• RECORD SET
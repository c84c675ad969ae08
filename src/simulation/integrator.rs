//! Fixed-step time integrators for the vortex particle field
//!
//! Provides first-order explicit Euler and a three-stage low-storage
//! Runge-Kutta scheme, each for the classic and the reformulated VPM.
//! All four are driven by the collaborators held in `TimeIntegrator`
//! (evaluator, SFS model, diffusion, relaxation) and never touch `field.t`:
//! the caller advances the clock.

use rayon::prelude::*;
use tracing::debug;

use super::error::StepError;
use super::evaluator::{DirectEvaluator, EvaluatorConfig, VelocityJacobianEvaluator};
use super::relaxation::{CorrectedPedrizzetti, Relaxation};
use super::sfs::{NoSfs, SubfilterScaleModel};
use super::states::{FormulationKind, Formulation, NMat3, NVec3, Particle, ParticleField};
use super::viscous::{Inviscid, ViscousDiffusion};

/// Coefficients of one low-storage Runge-Kutta stage:
/// `q = a q + dt f(y)`, `y = y + b q`
#[derive(Debug, Clone, Copy, PartialEq)]
pub struct StageCoefficients {
    pub a: f64,
    pub b: f64,
}

/// Williamson's third-order low-storage scheme
pub const RK3_STAGES: [StageCoefficients; 3] = [
    StageCoefficients { a: 0.0, b: 1.0 / 3.0 },
    StageCoefficients { a: -5.0 / 9.0, b: 15.0 / 16.0 },
    StageCoefficients { a: -153.0 / 128.0, b: 8.0 / 15.0 },
];

/// Time-stepping scheme selector
#[derive(Debug, Clone, Copy, PartialEq, Eq)]
pub enum Scheme {
    Euler,
    Rk3,
}

/// Stretching term `(Γ·∇)u`.
/// - classic:    S_i = Σ_k J[i][k] Γ_k
/// - transposed: S_i = Σ_k J[k][i] Γ_k
pub fn stretching(j: &NMat3, gamma: &NVec3, transposed: bool) -> NVec3 {
    if transposed {
        j.transpose() * gamma
    } else {
        j * gamma
    }
}

/// Core-size factor Z of the reformulated VPM.
///
/// `Z = [ (f+g)/(1+3f) (S·Γ) - f/(1+3f) (E·Γ) ] / |Γ|²` where `E` is the SFS
/// term. Zero circulation is not guarded: the division yields NaN.
pub fn z_factor(f: f64, g: f64, s: &NVec3, sfs_term: &NVec3, gamma: &NVec3) -> f64 {
    let denom = 1.0 + 3.0 * f;
    ((f + g) / denom * s.dot(gamma) - f / denom * sfs_term.dot(gamma)) / gamma.norm_squared()
}

/// SFS contribution `C · SFS · σ³ / ζ(0)`
fn sfs_term(sfs: &dyn SubfilterScaleModel, p: &Particle, zeta0: f64) -> NVec3 {
    let sigma3 = p.sigma * p.sigma * p.sigma;
    sfs.coefficient(p) * sfs.direction(p) * (sigma3 / zeta0)
}

/// Ensure the field is bound to the classic formulation
fn require_classic(field: &ParticleField, scheme: &'static str) -> Result<(), StepError> {
    match field.formulation {
        Formulation::Classic => Ok(()),
        other => Err(StepError::ConfigurationMismatch {
            scheme,
            expected: FormulationKind::Classic,
            found: other.kind(),
        }),
    }
}

/// Ensure the field is bound to the reformulated formulation, returning (f, g)
fn require_reformulated(
    field: &ParticleField,
    scheme: &'static str,
) -> Result<(f64, f64), StepError> {
    match field.formulation {
        Formulation::Reformulated { f, g } => Ok((f, g)),
        other => Err(StepError::ConfigurationMismatch {
            scheme,
            expected: FormulationKind::Reformulated,
            found: other.kind(),
        }),
    }
}

/// Steppers plus the collaborators they drive
pub struct TimeIntegrator {
    evaluator: Box<dyn VelocityJacobianEvaluator>,
    sfs: Box<dyn SubfilterScaleModel>,
    diffusion: Box<dyn ViscousDiffusion>,
    relaxation: Box<dyn Relaxation>,
}

impl Default for TimeIntegrator {
    fn default() -> Self {
        Self::new()
    }
}

impl TimeIntegrator {
    /// Direct evaluator, no SFS model, inviscid, corrected Pedrizzetti relaxation (r = 0.3)
    pub fn new() -> Self {
        Self {
            evaluator: Box::new(DirectEvaluator),
            sfs: Box::new(NoSfs),
            diffusion: Box::new(Inviscid),
            relaxation: Box::new(CorrectedPedrizzetti { factor: 0.3 }),
        }
    }

    pub fn with_evaluator(mut self, evaluator: impl VelocityJacobianEvaluator + 'static) -> Self {
        self.evaluator = Box::new(evaluator);
        self
    }

    pub fn with_sfs(mut self, sfs: impl SubfilterScaleModel + 'static) -> Self {
        self.sfs = Box::new(sfs);
        self
    }

    pub fn with_diffusion(mut self, diffusion: impl ViscousDiffusion + 'static) -> Self {
        self.diffusion = Box::new(diffusion);
        self
    }

    pub fn with_relaxation(mut self, relaxation: impl Relaxation + 'static) -> Self {
        self.relaxation = Box::new(relaxation);
        self
    }

    /// Advance by `dt` with `scheme`, picking the variant that matches the
    /// field's formulation
    pub fn step(
        &self,
        field: &mut ParticleField,
        scheme: Scheme,
        dt: f64,
        relax: bool,
        evaluator: Option<&dyn VelocityJacobianEvaluator>,
    ) -> Result<(), StepError> {
        match (scheme, field.formulation.kind()) {
            (Scheme::Euler, FormulationKind::Classic) => {
                self.euler_classic(field, dt, relax, evaluator)
            }
            (Scheme::Euler, FormulationKind::Reformulated) => {
                self.euler_reformulated(field, dt, relax, evaluator)
            }
            (Scheme::Rk3, FormulationKind::Classic) => {
                self.rk3_classic(field, dt, relax, evaluator)
            }
            (Scheme::Rk3, FormulationKind::Reformulated) => {
                self.rk3_reformulated(field, dt, relax, evaluator)
            }
        }
    }

    /// Advance a classic-VPM field by one explicit Euler step.
    ///
    /// x += dt (U + U∞), Γ += dt (S - E); relaxes each particle right after its
    /// update when `relax` is set, then applies diffusion
    pub fn euler_classic(
        &self,
        field: &mut ParticleField,
        dt: f64,
        relax: bool,
        evaluator: Option<&dyn VelocityJacobianEvaluator>,
    ) -> Result<(), StepError> {
        require_classic(field, "euler_classic")?;
        debug!(n = field.len(), dt, relax, "euler classic step");

        let config = EvaluatorConfig::euler(self.sfs.enabled());
        self.evaluate(field, config, None, evaluator)?;

        let uinf = field.freestream.velocity_at(field.t).map_err(StepError::Freestream)?;
        let zeta0 = field.kernel.normalization_at_zero();
        let transposed = field.transposed;

        let sfs = self.sfs.as_ref();
        let relaxation = self.relaxation.as_ref();
        field.particles.par_iter_mut().try_for_each(|p| -> Result<(), StepError> {
            let s = stretching(&p.j, &p.gamma, transposed);
            let e = sfs_term(sfs, p, zeta0);

            p.x += dt * (p.u + uinf);
            p.gamma += dt * s - dt * e;

            if relax {
                relaxation.relax(p).map_err(StepError::Relaxation)?;
            }
            Ok(())
        })?;

        self.diffusion.apply(field, dt, None).map_err(StepError::Diffusion)
    }

    /// Advance a reformulated-VPM field by one explicit Euler step.
    ///
    /// As `euler_classic`, with the core-size factor Z:
    /// Γ += dt (S - 3 Z Γ - E), σ -= dt σ Z
    pub fn euler_reformulated(
        &self,
        field: &mut ParticleField,
        dt: f64,
        relax: bool,
        evaluator: Option<&dyn VelocityJacobianEvaluator>,
    ) -> Result<(), StepError> {
        let (f, g) = require_reformulated(field, "euler_reformulated")?;
        debug!(n = field.len(), dt, relax, f, g, "euler reformulated step");

        let config = EvaluatorConfig::euler(self.sfs.enabled());
        self.evaluate(field, config, None, evaluator)?;

        let uinf = field.freestream.velocity_at(field.t).map_err(StepError::Freestream)?;
        let zeta0 = field.kernel.normalization_at_zero();
        let transposed = field.transposed;

        let sfs = self.sfs.as_ref();
        let relaxation = self.relaxation.as_ref();
        field.particles.par_iter_mut().try_for_each(|p| -> Result<(), StepError> {
            let s = stretching(&p.j, &p.gamma, transposed);
            let e = sfs_term(sfs, p, zeta0);
            let z = z_factor(f, g, &s, &e, &p.gamma);

            p.x += dt * (p.u + uinf);
            p.gamma += dt * (s - 3.0 * z * p.gamma - e);
            p.sigma -= dt * p.sigma * z;

            if relax {
                relaxation.relax(p).map_err(StepError::Relaxation)?;
            }
            Ok(())
        })?;

        self.diffusion.apply(field, dt, None).map_err(StepError::Diffusion)
    }

    /// Advance a classic-VPM field by one low-storage RK3 step.
    ///
    /// Per stage (a, b):
    /// q_x = a q_x + dt (U + U∞),  x += b q_x
    /// q_Γ = a q_Γ + dt (S - E),   Γ += b q_Γ
    pub fn rk3_classic(
        &self,
        field: &mut ParticleField,
        dt: f64,
        relax: bool,
        evaluator: Option<&dyn VelocityJacobianEvaluator>,
    ) -> Result<(), StepError> {
        require_classic(field, "rk3_classic")?;
        debug!(n = field.len(), dt, relax, "rk3 classic step");

        // Registers start from zero no matter what a previous call left behind
        field.reset_carries();

        for (i, stage) in RK3_STAGES.iter().copied().enumerate() {
            let StageCoefficients { a, b } = stage;
            debug!(stage = i, a, b, "rk3 classic stage");

            self.evaluate(field, EvaluatorConfig::RK3_STAGE, Some(stage), evaluator)?;

            let uinf = field.freestream.velocity_at(field.t).map_err(StepError::Freestream)?;
            let zeta0 = field.kernel.normalization_at_zero();
            let transposed = field.transposed;

            let sfs = self.sfs.as_ref();
            field.particles.par_iter_mut().for_each(|p| {
                // Position
                p.vel_carry = a * p.vel_carry + dt * (p.u + uinf);
                p.x += b * p.vel_carry;

                // Circulation
                let s = stretching(&p.j, &p.gamma, transposed);
                let e = sfs_term(sfs, p, zeta0);
                p.stretch_carry = a * p.stretch_carry + dt * (s - e);
                p.gamma += b * p.stretch_carry;
            });

            self.diffusion.apply(field, dt, Some(stage)).map_err(StepError::Diffusion)?;
        }

        if relax {
            self.relax_field(field, evaluator)?;
        }
        Ok(())
    }

    /// Advance a reformulated-VPM field by one low-storage RK3 step.
    ///
    /// As `rk3_classic`, with the core size carried through its own register:
    /// q_Γ = a q_Γ + dt (S - 3 Z Γ - E),  Γ += b q_Γ
    /// q_σ = a q_σ - dt σ Z,              σ += b q_σ
    pub fn rk3_reformulated(
        &self,
        field: &mut ParticleField,
        dt: f64,
        relax: bool,
        evaluator: Option<&dyn VelocityJacobianEvaluator>,
    ) -> Result<(), StepError> {
        let (f, g) = require_reformulated(field, "rk3_reformulated")?;
        debug!(n = field.len(), dt, relax, f, g, "rk3 reformulated step");

        field.reset_carries();

        for (i, stage) in RK3_STAGES.iter().copied().enumerate() {
            let StageCoefficients { a, b } = stage;
            debug!(stage = i, a, b, "rk3 reformulated stage");

            self.evaluate(field, EvaluatorConfig::RK3_STAGE, Some(stage), evaluator)?;

            let uinf = field.freestream.velocity_at(field.t).map_err(StepError::Freestream)?;
            let zeta0 = field.kernel.normalization_at_zero();
            let transposed = field.transposed;

            let sfs = self.sfs.as_ref();
            field.particles.par_iter_mut().for_each(|p| {
                // Position
                p.vel_carry = a * p.vel_carry + dt * (p.u + uinf);
                p.x += b * p.vel_carry;

                // Stretching and Z from the pre-update state
                let s = stretching(&p.j, &p.gamma, transposed);
                let e = sfs_term(sfs, p, zeta0);
                let z = z_factor(f, g, &s, &e, &p.gamma);

                p.stretch_carry = a * p.stretch_carry + dt * (s - 3.0 * z * p.gamma - e);
                p.sigma_carry = a * p.sigma_carry - dt * p.sigma * z;

                p.gamma += b * p.stretch_carry;
                p.sigma += b * p.sigma_carry;
            });

            self.diffusion.apply(field, dt, Some(stage)).map_err(StepError::Diffusion)?;
        }

        if relax {
            self.relax_field(field, evaluator)?;
        }
        Ok(())
    }

    // helpers ==============================================================================

    /// SFS pre-hook, evaluator (override if given), SFS post-hook
    fn evaluate(
        &self,
        field: &mut ParticleField,
        config: EvaluatorConfig,
        stage: Option<StageCoefficients>,
        evaluator: Option<&dyn VelocityJacobianEvaluator>,
    ) -> Result<(), StepError> {
        let evaluator = evaluator.unwrap_or(self.evaluator.as_ref());

        self.sfs.before_evaluation(field, stage).map_err(StepError::Sfs)?;
        evaluator.evaluate(field, config).map_err(StepError::Evaluator)?;
        self.sfs.after_evaluation(field, stage).map_err(StepError::Sfs)
    }

    /// End-of-step relaxation for RK3: one more evaluation on the final
    /// state, then every particle is relaxed exactly once
    fn relax_field(
        &self,
        field: &mut ParticleField,
        evaluator: Option<&dyn VelocityJacobianEvaluator>,
    ) -> Result<(), StepError> {
        let evaluator = evaluator.unwrap_or(self.evaluator.as_ref());

        field.reset_kinematics();
        evaluator.evaluate(field, EvaluatorConfig::RELAXATION).map_err(StepError::Evaluator)?;

        let relaxation = self.relaxation.as_ref();
        field
            .particles
            .par_iter_mut()
            .try_for_each(|p| relaxation.relax(p).map_err(StepError::Relaxation))
    }
}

• ABOUT THIS EXERCISE
Search the lines above for the string "ViscousDiffusion" and copy each line that has it.

• ANSWER SECTION
use super::viscous::{Inviscid, ViscousDiffusion};
    diffusion: Box<dyn ViscousDiffusion>,
    pub fn with_diffusion(mut self, diffusion: impl ViscousDiffusion + 'static) -> Self {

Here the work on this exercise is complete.